Ganhar deixa a gente feliz, e fiquei feliz — em tempo, fui 13° na classificação geral, em prova vencida de novo pelo já imbatível Caio Lacerda, com um Passat que melhora a cada corrida. Afinal, foi um fim de semana esquisito, sem treinar, pouco tempo de pista, mal vendo o pessoal por conta das madrugadas de F-1, alguma solidão, sono interrompido, diferente das corridas fora de São Paulo que costumamos fazer e que são festivas e divertidas.

Voltei para casa com dois troféus, e foi a segunda vitória do Bon Voyage — a outra foi na estreia em Londrina, no fim do ano passado. É um carrinho simpático, me entendi com ele desde o dia em que o vi na oficina da LF, minha incrível equipe, e mais ainda depois que sentei nele pela primeira vez. Estamos longe de formar uma dupla espetaculosa, mas nos viramos dentro de nossas possibilidades. Com um time tão forte e azeitado por trás — Nenê, Finottão, Marcônio, Léo e Cláudio, nesta corrida –, as coisas fluem e acabamos conseguindo um ou outro bom resultado, apostando na fórmula “cuidar do carro + não fazer bobagens”. É algo que venho aprendendo com o tempo, depois de bater cabeça de DKW e de Lada, sempre tentando fazer mais do que eu e os carros éramos capazes de realizar.
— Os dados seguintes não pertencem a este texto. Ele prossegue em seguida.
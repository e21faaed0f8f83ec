//! Data models for map records (provinces, buildings, states)

use serde::{Deserialize, Serialize};

/// An exact 8-bit-per-channel RGB color, the join key between raster
/// pixels and province records.
#[derive(Debug, Clone, Copy, PartialEq, Eq, Hash, Serialize, Deserialize)]
pub struct Rgb(pub [u8; 3]);

impl Rgb {
    pub fn new(r: u8, g: u8, b: u8) -> Self {
        Self([r, g, b])
    }

    pub fn r(&self) -> u8 {
        self.0[0]
    }

    pub fn g(&self) -> u8 {
        self.0[1]
    }

    pub fn b(&self) -> u8 {
        self.0[2]
    }

    /// Largest per-channel absolute difference to another color.
    pub fn channel_distance(&self, other: Rgb) -> u8 {
        self.0[0]
            .abs_diff(other.0[0])
            .max(self.0[1].abs_diff(other.0[1]))
            .max(self.0[2].abs_diff(other.0[2]))
    }
}

impl std::fmt::Display for Rgb {
    fn fmt(&self, f: &mut std::fmt::Formatter<'_>) -> std::fmt::Result {
        write!(f, "({}, {}, {})", self.0[0], self.0[1], self.0[2])
    }
}

/// Province kind from the legend's free-text token.
///
/// Tokens are matched case-insensitively; anything unrecognized maps to
/// `Unknown` rather than failing the record.
#[derive(Debug, Clone, Copy, PartialEq, Eq, Serialize, Deserialize, Default)]
#[serde(rename_all = "lowercase")]
pub enum ProvinceKind {
    Land,
    Sea,
    Lake,
    #[default]
    Unknown,
}

impl ProvinceKind {
    pub fn from_token(token: &str) -> Self {
        match token.trim().to_ascii_lowercase().as_str() {
            "land" => ProvinceKind::Land,
            "sea" => ProvinceKind::Sea,
            "lake" => ProvinceKind::Lake,
            _ => ProvinceKind::Unknown,
        }
    }

    pub fn is_water(&self) -> bool {
        matches!(self, ProvinceKind::Sea | ProvinceKind::Lake)
    }
}

/// Sentinel value for "no owning state assigned".
pub const NO_STATE: i32 = -1;

/// Default string for absent terrain/continent fields.
pub const UNKNOWN_FIELD: &str = "unknown";

/// A single province record from the legend file.
///
/// Created once per legend parse and immutable afterwards. `color` is
/// unique within a table (last writer wins on duplicates).
#[derive(Debug, Clone, PartialEq, Serialize, Deserialize)]
pub struct Province {
    pub id: i32,
    pub color: Rgb,
    pub kind: ProvinceKind,
    pub coastal: bool,
    pub terrain: String,
    pub continent: String,
    /// Owning state id, or [`NO_STATE`] until a state history claims it.
    #[serde(default = "default_state_id")]
    pub state_id: i32,
    /// Adjacent province ids. The legend format carries no adjacency
    /// data, so this is always empty after parsing; it exists to keep
    /// the serialized record shape stable.
    #[serde(default, skip_serializing_if = "Vec::is_empty")]
    pub adjacent: Vec<i32>,
}

fn default_state_id() -> i32 {
    NO_STATE
}

impl Province {
    pub fn is_coastal(&self) -> bool {
        self.coastal
    }
}

/// One building placement from the buildings file.
#[derive(Debug, Clone, PartialEq, Serialize, Deserialize)]
pub struct BuildingPosition {
    pub state_id: i32,
    pub kind: String,
    pub x: f32,
    pub y: f32,
    pub z: f32,
    pub rotation: f32,
    /// Province id of the adjacent sea tile, if the format supplied one.
    pub adjacent_sea_id: Option<i32>,
}

/// Extracted contents of one region (state) history file.
#[derive(Debug, Clone, PartialEq, Default)]
pub struct StateHistory {
    pub id: i32,
    pub name: Option<String>,
    pub owner: Option<String>,
    pub provinces: Vec<i32>,
    /// `(province id, naval base level)` pairs, file order.
    pub naval_bases: Vec<(i32, u32)>,
}

/// A derived naval-base overlay marker, rebuilt every session.
#[derive(Debug, Clone, PartialEq)]
pub struct NavalBaseMarker {
    pub province_id: i32,
    pub state_id: i32,
    pub level: u32,
    /// Map-space position taken from the state's naval-base building slot.
    pub x: f32,
    pub y: f32,
}

/// A recoverable diagnostic from parsing or loading.
#[derive(Debug, Clone, PartialEq, Serialize, Deserialize)]
pub struct Warning {
    pub message: String,
    /// 1-based source line, or 0 when not line-specific.
    pub line: usize,
}

impl Warning {
    pub fn new(message: impl Into<String>) -> Self {
        Self { message: message.into(), line: 0 }
    }

    pub fn at_line(message: impl Into<String>, line: usize) -> Self {
        Self { message: message.into(), line }
    }
}

impl std::fmt::Display for Warning {
    fn fmt(&self, f: &mut std::fmt::Formatter<'_>) -> std::fmt::Result {
        if self.line > 0 {
            write!(f, "line {}: {}", self.line, self.message)
        } else {
            write!(f, "{}", self.message)
        }
    }
}

#[cfg(test)]
mod tests {
    use super::*;

    fn sample_province() -> Province {
        Province {
            id: 1,
            color: Rgb::new(255, 0, 0),
            kind: ProvinceKind::Land,
            coastal: true,
            terrain: "hills".to_string(),
            continent: "Europa".to_string(),
            state_id: NO_STATE,
            adjacent: Vec::new(),
        }
    }

    #[test]
    fn test_province_roundtrip() {
        let province = sample_province();
        let json = serde_json::to_string(&province).unwrap();
        let parsed: Province = serde_json::from_str(&json).unwrap();
        assert_eq!(province, parsed);
    }

    #[test]
    fn test_province_defaults_on_deserialize() {
        // Older payloads may lack state_id/adjacent entirely
        let json = r#"{"id": 7, "color": [1,2,3], "kind": "sea",
                       "coastal": false, "terrain": "ocean", "continent": "unknown"}"#;
        let parsed: Province = serde_json::from_str(json).unwrap();
        assert_eq!(parsed.state_id, NO_STATE);
        assert!(parsed.adjacent.is_empty());
        assert_eq!(parsed.kind, ProvinceKind::Sea);
    }

    #[test]
    fn test_kind_from_token() {
        assert_eq!(ProvinceKind::from_token("land"), ProvinceKind::Land);
        assert_eq!(ProvinceKind::from_token("SEA"), ProvinceKind::Sea);
        assert_eq!(ProvinceKind::from_token(" Lake "), ProvinceKind::Lake);
        assert_eq!(ProvinceKind::from_token("swamp"), ProvinceKind::Unknown);
        assert_eq!(ProvinceKind::from_token(""), ProvinceKind::Unknown);
    }

    #[test]
    fn test_kind_is_water() {
        assert!(ProvinceKind::Sea.is_water());
        assert!(ProvinceKind::Lake.is_water());
        assert!(!ProvinceKind::Land.is_water());
        assert!(!ProvinceKind::Unknown.is_water());
    }

    #[test]
    fn test_channel_distance() {
        let a = Rgb::new(10, 200, 30);
        let b = Rgb::new(12, 190, 30);
        assert_eq!(a.channel_distance(b), 10);
        assert_eq!(a.channel_distance(a), 0);
    }

    #[test]
    fn test_warning_display() {
        assert_eq!(Warning::at_line("bad id", 3).to_string(), "line 3: bad id");
        assert_eq!(Warning::new("no provinces").to_string(), "no provinces");
    }
}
E assim me despedi do autódromo de Curitiba, onde tinha estado apenas uma vez, em 2002, para comentar corrida de Fórmula Renault ao lado do querido Luciano do Valle. Soube hoje que a venda do terreno foi finalmente formalizada e homologada pela Justiça de São Paulo — não me perguntem por quê não foi a do Paraná a cuidar disso. Vai virar condomínio, ou centro empresarial, ou cemitério, ou terminal ferroviário de carga, ou usina de asfalto, sei lá. De certa forma, o pequeno Voyage #69 rabiscou algumas linhas na história do circuito, ainda que não tenham sido memoráveis. Mas deixou sua marquinha, o que já é alguma coisa.